The MommaStrong community was all very much in agreement that sleep stuff is so connected to our sense of safety. And three year olds are definitely on the throes of securing safety and investigating their environments for what is safe and what is not. The community then recommended Dr. Becky’s online resource, Good Inside. After jumping on that referral, I learned a ton about framing these struggles as seeking safety. And my job as a parent is to be safe in every way I can and to repair when things haven’t been safe. This then led me to prioritize routine at bedtime and to also be kind to myself during this journey, so that my kiddo felt I was ok. It also helped me to communicate with her verbally and non-verbally that I understood she needed more comfort right now and that that was good and ok and essential.
5. Take my own breaks and naps.
I made a decision recently that I was going to properly view myself as a person doing a rather elite level mental and physical athletic event. That toddler stuff is hard and I may not be able to expect the same amount of sleep right now that I really want. But, I can definitely add in moments of rest and sleep without apology. And, so, I’ve been stopping work 30 minutes before afternoon pickup and taking a quick nap. I’ve also been finding small ways to take care of myself, like eating enough food throughout the day, pausing in the presence of stressors, saying no to extra things that don’t absolutely need me, and finding small silly outlets for entertainment and human connection.
I’ll end by saying that this period may be short and may be “just a season of your life”, but when you’re in it, it feels like forever and it feels like you may not survive it. So, instead of long gaming this, I have been really being with me and really acknowledging how incredibly hard this time is. And that I deserve care that meets me where I am right now.

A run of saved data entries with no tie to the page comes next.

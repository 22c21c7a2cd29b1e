use crate::core::data::{AnnotatedDocument, AttributeValue, ExtractionRecord};

const PALETTE: [&str; 6] = ["#ffe08a", "#b5e3ff", "#c8f7c5", "#ffc8dd", "#e0c3fc", "#ffd6a5"];

/// Render a self-contained HTML page that highlights every located extraction.
///
/// Spans that overlap an earlier span are listed in the legend but not marked.
pub fn render_visualization(document: &AnnotatedDocument) -> String {
    let mut classes: Vec<&str> = Vec::new();
    for record in &document.extractions {
        if !classes.contains(&record.extraction_class.as_str()) {
            classes.push(record.extraction_class.as_str());
        }
    }
    let color_of = |class: &str| {
        let i = classes.iter().position(|c| *c == class).unwrap_or(0);
        PALETTE[i % PALETTE.len()]
    };

    let mut spans: Vec<(usize, usize, &ExtractionRecord)> = document
        .extractions
        .iter()
        .filter_map(|r| r.char_interval.map(|ci| (ci.start_pos, ci.end_pos, r)))
        .filter(|(start, end, _)| start < end)
        .collect();
    spans.sort_by_key(|(start, _, _)| *start);

    let chars: Vec<char> = document.text.chars().collect();
    let mut body = String::new();
    let mut cursor = 0;
    for (start, end, record) in spans {
        if start < cursor || end > chars.len() {
            continue;
        }
        push_escaped(&mut body, &chars[cursor..start]);
        body.push_str(&format!(
            "<mark style=\"background:{}\" title=\"{}\">",
            color_of(record.extraction_class.as_str()),
            html_escape::encode_double_quoted_attribute(&record.extraction_class)
        ));
        push_escaped(&mut body, &chars[start..end]);
        body.push_str("</mark>");
        cursor = end;
    }
    push_escaped(&mut body, &chars[cursor..]);

    let mut rows = String::new();
    for record in &document.extractions {
        rows.push_str(&format!(
            "<tr><td>{}</td><td>{}</td><td>{}</td></tr>\n",
            html_escape::encode_text(&record.extraction_class),
            html_escape::encode_text(&record.extraction_text),
            html_escape::encode_text(&format_attributes(record)),
        ));
    }

    format!(
        r#"<!DOCTYPE html>
<html>
<head>
<meta charset="utf-8">
<title>{title}</title>
<style>
body {{ font-family: sans-serif; margin: 2em; }}
pre {{ white-space: pre-wrap; line-height: 1.6; }}
table {{ border-collapse: collapse; }}
td, th {{ border: 1px solid #ccc; padding: 4px 8px; }}
</style>
</head>
<body>
<h1>{title}</h1>
<pre>{body}</pre>
<table>
<tr><th>Class</th><th>Text</th><th>Attributes</th></tr>
{rows}</table>
</body>
</html>
"#,
        title = html_escape::encode_text(&document.document_id),
        body = body,
        rows = rows,
    )
}

fn push_escaped(out: &mut String, chars: &[char]) {
    let text: String = chars.iter().collect();
    out.push_str(&html_escape::encode_text(&text));
}

fn format_attributes(record: &ExtractionRecord) -> String {
    record
        .attributes
        .iter()
        .map(|(name, value)| {
            let rendered = match value {
                AttributeValue::Text(s) => s.clone(),
                other => serde_json::to_string(other).unwrap_or_default(),
            };
            format!("{}: {}", name, rendered)
        })
        .collect::<Vec<_>>()
        .join(", ")
}

#[cfg(test)]
mod tests {
    use super::*;
    use crate::core::data::CharInterval;

    #[test]
    fn test_highlights_located_spans() {
        let doc = AnnotatedDocument::new("notes.txt", "心理：<回归>").with_extractions(vec![
            ExtractionRecord::new("类别", "心理")
                .with_attribute("term", "回归")
                .with_attribute("pages", vec![62_i64, 74])
                .with_char_interval(CharInterval { start_pos: 0, end_pos: 2 }),
            ExtractionRecord::new("类别", "心理")
                .with_char_interval(CharInterval { start_pos: 1, end_pos: 2 }),
        ]);

        let html = render_visualization(&doc);

        assert_eq!(html.matches("<mark").count(), 1);
        assert!(html.contains(">心理</mark>：&lt;回归&gt;"));
        assert!(html.contains("term: 回归, pages: [62,74]"));
    }

    #[test]
    fn test_unlocated_records_only_in_legend() {
        let doc = AnnotatedDocument::new("n", "abc")
            .with_extractions(vec![ExtractionRecord::new("c", "zzz")]);

        let html = render_visualization(&doc);
        assert!(!html.contains("<mark"));
        assert!(html.contains("<td>zzz</td>"));
    }
}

Also, one more important thing to note is that if you have a child who is neurodivergent, this advice may not be applicable or helpful. My oldest child is neurodivergent and sometimes this sort of advice only left me spinning out more, because the tools for these amazing kids are different and this advice never ever worked for her. It is worth it to get an individualized assessment and nuanced help in that case. And, if this is you, I see you. It’s not your fault. You are not doing anything wrong and I’m sending you all the strength and fortitude.
We will get through this. Maybe, haha. Yes, yes we will.